荒廃した世界を緻密に彩る「ピクセルアート」で話題を呼び、6年以上にわたる開発期間を経て2021年9月16日にデジタル版が配信されたアクションアドベンチャー『Eastward(イーストワード)』。本作は、ロンドンのパブリッシャー・Chucklefishが販売を担当し、上海のインディゲームデベロッパーPixpilが開発。日本語訳を架け橋ゲームズが手掛けており、日本の家庭用ハードでもプレイできる海外製のインディーゲームです。自分は9月に出たデジタル版をプレイしたのですが、本当に良かった……。とても、良かった……と1人で感動していたので、その良さをおすそわけすべくご紹介していきたいと思います。なお、11月25日にはSwitchのパッケージ版も発売。サウンドトラックが欲しい人は、こちらのコレクターズエディションがオススメです(Steam版であれば、デジタルサウンドトラックも購入できます)。

販売:Chucklefish(開発:Pixpil)
機種:Nintendo Switch、PC(Steam版)
ジャンル:RPG
価格:ダウンロード版2,680円(税込)、パッケージ通常版4,400円(税込)、コレクターズエディション8,250円(税込)

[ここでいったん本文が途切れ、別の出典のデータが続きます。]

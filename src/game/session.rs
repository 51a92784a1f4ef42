//! Single-game state machine

use super::GameError;
use crate::core::{Classification, UsedLetterTracker, WORD_LENGTH, Word, WordError, classify};
use tracing::debug;

/// Number of guesses allowed per game
pub const MAX_ATTEMPTS: usize = 6;

/// Where a game stands
#[derive(Debug, Clone, Copy, PartialEq, Eq)]
pub enum Outcome {
    InProgress,
    Won,
    Lost,
}

impl Outcome {
    #[must_use]
    pub const fn is_over(self) -> bool {
        !matches!(self, Self::InProgress)
    }
}

/// A scored guess kept in the session history
#[derive(Debug, Clone, PartialEq, Eq)]
pub struct GuessRecord {
    pub guess: Word,
    pub classification: Classification,
}

/// Result of one accepted guess
#[derive(Debug, Clone, PartialEq, Eq)]
pub struct GuessResult {
    pub guess: Word,
    pub classification: Classification,
    pub outcome: Outcome,
    pub attempts_remaining: usize,
}

/// Turn raw guess text into a word, reporting problems as game errors
pub(crate) fn parse_guess(text: &str) -> Result<Word, GameError> {
    Word::new(text).map_err(|e| match e {
        WordError::InvalidLength(actual) => GameError::InvalidGuessLength {
            expected: WORD_LENGTH,
            actual,
        },
        WordError::InvalidCharacters => GameError::InvalidGuessCharacters(text.to_string()),
    })
}

/// State of one game: the answer, the guesses so far, and the outcome
///
/// All mutation goes through [`submit_guess`](Self::submit_guess) and
/// [`reset`](Self::reset). A rejected guess leaves the session unchanged.
#[derive(Debug, Clone)]
pub struct GameSession {
    answer: Word,
    outcome: Outcome,
    used_letters: UsedLetterTracker,
    history: Vec<GuessRecord>,
}

impl GameSession {
    #[must_use]
    pub fn new(answer: Word) -> Self {
        Self {
            answer,
            outcome: Outcome::InProgress,
            used_letters: UsedLetterTracker::new(),
            history: Vec::with_capacity(MAX_ATTEMPTS),
        }
    }

    /// Score a guess and advance the game
    ///
    /// The guess is uppercased before scoring. The game is won when the guess
    /// text equals the answer, and lost when the sixth guess misses.
    ///
    /// # Errors
    /// - `SessionAlreadyEnded` if the game is already won or lost
    /// - `InvalidGuessLength` / `InvalidGuessCharacters` for malformed guesses
    ///
    /// # Examples
    /// ```
    /// use wordle_game::core::Word;
    /// use wordle_game::game::{GameSession, Outcome};
    ///
    /// let mut session = GameSession::new(Word::new("water").unwrap());
    /// let result = session.submit_guess("water").unwrap();
    /// assert_eq!(result.outcome, Outcome::Won);
    /// assert_eq!(session.attempt_count(), 1);
    /// ```
    pub fn submit_guess(&mut self, guess: &str) -> Result<GuessResult, GameError> {
        if self.outcome.is_over() {
            return Err(GameError::SessionAlreadyEnded);
        }

        let guess = parse_guess(guess)?;

        let classification = classify(&guess, &self.answer);
        self.used_letters.record(&guess);
        self.history.push(GuessRecord {
            guess: guess.clone(),
            classification,
        });

        if guess.text() == self.answer.text() {
            self.outcome = Outcome::Won;
        } else if self.attempt_count() == MAX_ATTEMPTS {
            self.outcome = Outcome::Lost;
        }

        debug!(
            guess = %guess,
            result = %classification,
            attempt = self.attempt_count(),
            outcome = ?self.outcome,
            "scored guess"
        );

        Ok(GuessResult {
            guess,
            classification,
            outcome: self.outcome,
            attempts_remaining: self.attempts_remaining(),
        })
    }

    /// Start over with a new answer
    pub fn reset(&mut self, new_answer: Word) {
        self.answer = new_answer;
        self.outcome = Outcome::InProgress;
        self.used_letters.reset();
        self.history.clear();
    }

    #[must_use]
    pub const fn answer(&self) -> &Word {
        &self.answer
    }

    /// The answer, but only once the game has been lost
    #[must_use]
    pub fn revealed_answer(&self) -> Option<&Word> {
        (self.outcome == Outcome::Lost).then_some(&self.answer)
    }

    #[must_use]
    pub fn attempt_count(&self) -> usize {
        self.history.len()
    }

    #[must_use]
    pub fn attempts_remaining(&self) -> usize {
        MAX_ATTEMPTS - self.attempt_count()
    }

    #[must_use]
    pub const fn outcome(&self) -> Outcome {
        self.outcome
    }

    #[must_use]
    pub const fn is_over(&self) -> bool {
        self.outcome.is_over()
    }

    #[must_use]
    pub const fn used_letters(&self) -> &UsedLetterTracker {
        &self.used_letters
    }

    #[must_use]
    pub fn history(&self) -> &[GuessRecord] {
        &self.history
    }
}
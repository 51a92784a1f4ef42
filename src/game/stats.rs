//! Per-run win/loss statistics

use super::MAX_ATTEMPTS;

/// Win/loss record for the current run of the program
#[derive(Debug, Default, Clone, PartialEq, Eq)]
pub struct Statistics {
    pub total_games: usize,
    pub games_won: usize,
    /// Index `n` counts games won in `n` guesses
    pub guess_distribution: [usize; MAX_ATTEMPTS + 1],
    pub current_streak: usize,
    pub best_streak: usize,
}

impl Statistics {
    pub fn record_win(&mut self, attempts: usize) {
        self.total_games += 1;
        self.games_won += 1;
        if let Some(slot) = self.guess_distribution.get_mut(attempts) {
            *slot += 1;
        }
        self.current_streak += 1;
        self.best_streak = self.best_streak.max(self.current_streak);
    }

    pub fn record_loss(&mut self) {
        self.total_games += 1;
        self.current_streak = 0;
    }

    /// Percentage of games won, 0 when nothing has been played
    #[must_use]
    pub fn win_rate(&self) -> f64 {
        if self.total_games == 0 {
            0.0
        } else {
            self.games_won as f64 / self.total_games as f64 * 100.0
        }
    }
}
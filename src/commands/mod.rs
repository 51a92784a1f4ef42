//! Command implementations

pub mod check;
pub mod simple;
pub mod start;

pub use check::{CheckResult, check_guess};
pub use simple::{run_simple, run_simple_with};
pub use start::start_game;
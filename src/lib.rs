//! Word Game
//!
//! A five-letter word-guessing game with TUI and line-mode front ends. Answers
//! come from an online word list (with a built-in fallback) and guesses are
//! checked against an online dictionary.
//!
//! # Quick Start
//!
//! ```rust,no_run
//! use wordle_game::core::{LetterStatus, Word, classify};
//!
//! let guess = Word::new("there").unwrap();
//! let answer = Word::new("water").unwrap();
//!
//! let classification = classify(&guess, &answer);
//! assert_eq!(classification.status_at(2), LetterStatus::Present);
//! println!("{}", classification.to_emoji());
//! ```

// Core domain types
pub mod core;

// Game rules, session state and statistics
pub mod game;

// Word sources and validators
pub mod services;

// Word lists
pub mod wordlists;

// Runtime configuration
pub mod config;

// Tracing setup
pub mod logging;

// Command implementations
pub mod commands;

// Terminal output formatting
pub mod output;

// Interactive TUI interface
pub mod interactive;
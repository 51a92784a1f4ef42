//! Game state and orchestration
//!
//! [`GameSession`] is the pure state machine for one game. [`Game`] wraps it
//! with the validator, the answer pool fetched at start-up and statistics.

mod driver;
mod error;
mod session;
mod stats;

pub use driver::Game;
pub use error::{GameError, SubmitError};
pub(crate) use session::parse_guess;
pub use session::{GameSession, GuessRecord, GuessResult, MAX_ATTEMPTS, Outcome};
pub use stats::Statistics;
//! One-off classification of a guess against an answer

use crate::core::{Classification, Word, classify};
use crate::game::{GameError, parse_guess};

/// Result of checking a guess
pub struct CheckResult {
    pub guess: Word,
    pub answer: Word,
    pub classification: Classification,
}

/// Classify `guess` against `answer` without starting a game
///
/// # Errors
///
/// Returns an error if either word is not five letters A-Z.
pub fn check_guess(guess: &str, answer: &str) -> Result<CheckResult, GameError> {
    let guess = parse_guess(guess)?;
    let answer = parse_guess(answer)?;
    let classification = classify(&guess, &answer);

    Ok(CheckResult {
        guess,
        answer,
        classification,
    })
}
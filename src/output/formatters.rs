//! Formatting utilities for terminal output

use crate::core::{Classification, LetterStatus, Word};
use colored::{ColoredString, Colorize};

/// One letter as a coloured tile, e.g. " W " on green
#[must_use]
pub fn letter_tile(letter: char, status: LetterStatus) -> ColoredString {
    let tile = format!(" {letter} ").bold();
    match status {
        LetterStatus::Correct => tile.black().on_green(),
        LetterStatus::Present => tile.black().on_yellow(),
        LetterStatus::Absent => tile.white().on_bright_black(),
    }
}

/// A scored guess as a row of coloured tiles
#[must_use]
pub fn guess_row(guess: &Word, classification: &Classification) -> String {
    guess
        .chars()
        .iter()
        .zip(classification.iter())
        .map(|(&letter, status)| letter_tile(char::from(letter), status).to_string())
        .collect()
}

/// "Used Letters: A C E" line
#[must_use]
pub fn used_letters_line(letters: &[char]) -> String {
    let joined = letters
        .iter()
        .map(char::to_string)
        .collect::<Vec<_>>()
        .join(" ");
    format!("Used Letters: {joined}")
}

/// Create a progress bar string
#[must_use]
pub fn create_progress_bar(value: f64, max: f64, width: usize) -> String {
    // Cast is safe: values are clamped to [0, width]
    let filled = if max > 0.0 {
        ((value / max) * width as f64) as usize
    } else {
        0
    };
    let filled = filled.min(width);

    format!("{}{}", "█".repeat(filled), "░".repeat(width - filled))
}
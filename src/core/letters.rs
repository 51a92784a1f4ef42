//! Letter bookkeeping across guesses

use super::classification::{Classification, LetterStatus};
use super::word::Word;
use rustc_hash::{FxHashMap, FxHashSet};

/// Set of letters that appeared in any guess so far
#[derive(Debug, Clone, Default, PartialEq, Eq)]
pub struct UsedLetterTracker {
    letters: FxHashSet<u8>,
}

impl UsedLetterTracker {
    #[must_use]
    pub fn new() -> Self {
        Self::default()
    }

    /// Add every letter of `guess`; re-adding is a no-op
    pub fn record(&mut self, guess: &Word) {
        self.letters.extend(guess.chars());
    }

    /// All recorded letters in ascending order
    #[must_use]
    pub fn sorted_letters(&self) -> Vec<char> {
        let mut letters: Vec<char> = self.letters.iter().map(|&b| char::from(b)).collect();
        letters.sort_unstable();
        letters
    }

    #[must_use]
    pub fn contains(&self, letter: char) -> bool {
        u8::try_from(letter.to_ascii_uppercase()).is_ok_and(|b| self.letters.contains(&b))
    }

    #[must_use]
    pub fn len(&self) -> usize {
        self.letters.len()
    }

    #[must_use]
    pub fn is_empty(&self) -> bool {
        self.letters.is_empty()
    }

    pub fn reset(&mut self) {
        self.letters.clear();
    }
}

/// Best status seen for each letter, used to colour an on-screen keyboard
///
/// Correct beats Present beats Absent: once a letter has been placed it stays green
/// even if a later guess uses it in the wrong spot.
#[derive(Debug, Clone, Default)]
pub struct LetterHints {
    best: FxHashMap<u8, LetterStatus>,
}

impl LetterHints {
    #[must_use]
    pub fn new() -> Self {
        Self::default()
    }

    /// Build hints from a sequence of scored guesses
    pub fn from_history<'a>(
        history: impl IntoIterator<Item = (&'a Word, &'a Classification)>,
    ) -> Self {
        let mut hints = Self::new();
        for (guess, classification) in history {
            hints.update(guess, classification);
        }
        hints
    }

    pub fn update(&mut self, guess: &Word, classification: &Classification) {
        for (&letter, status) in guess.chars().iter().zip(classification.iter()) {
            self.best
                .entry(letter)
                .and_modify(|best| *best = (*best).max(status))
                .or_insert(status);
        }
    }

    /// Status for a letter, `None` if it has not been guessed
    #[must_use]
    pub fn status(&self, letter: char) -> Option<LetterStatus> {
        let letter = u8::try_from(letter.to_ascii_uppercase()).ok()?;
        self.best.get(&letter).copied()
    }
}
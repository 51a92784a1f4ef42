//! Terminal output formatting
//!
//! Display utilities for the line-mode game and one-shot commands.

pub mod display;
pub mod formatters;

pub use display::{print_check_result, print_game_over, print_guess_result, print_statistics};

食べる。笑う。喜ぶ。細やかな描写が世界を形作っている

人や物を飲み込み、消滅させる「タタリ」と呼ばれる瘴気によって、人類の生存圏が地下に追いやられてしまった未来。ポットクロック島の地下で炭鉱労働者として働いていたジョンは、仕事中に拾った不思議な力を持つ少女・珊(サン)とともに、仲良く暮らしていました。無口だけど、サンを大切に育てている心優しいジョン。天真爛漫で、外の世界への興味津々なサン。血の繋がりはないけれど親子のような2人は、とある出来事をきっかけに危険な外の世界へ旅立つことに……。しかし、それはサンに秘められた真実を明らかにする旅であり、ジョンの運命を大きく揺るがす旅でもあったのです。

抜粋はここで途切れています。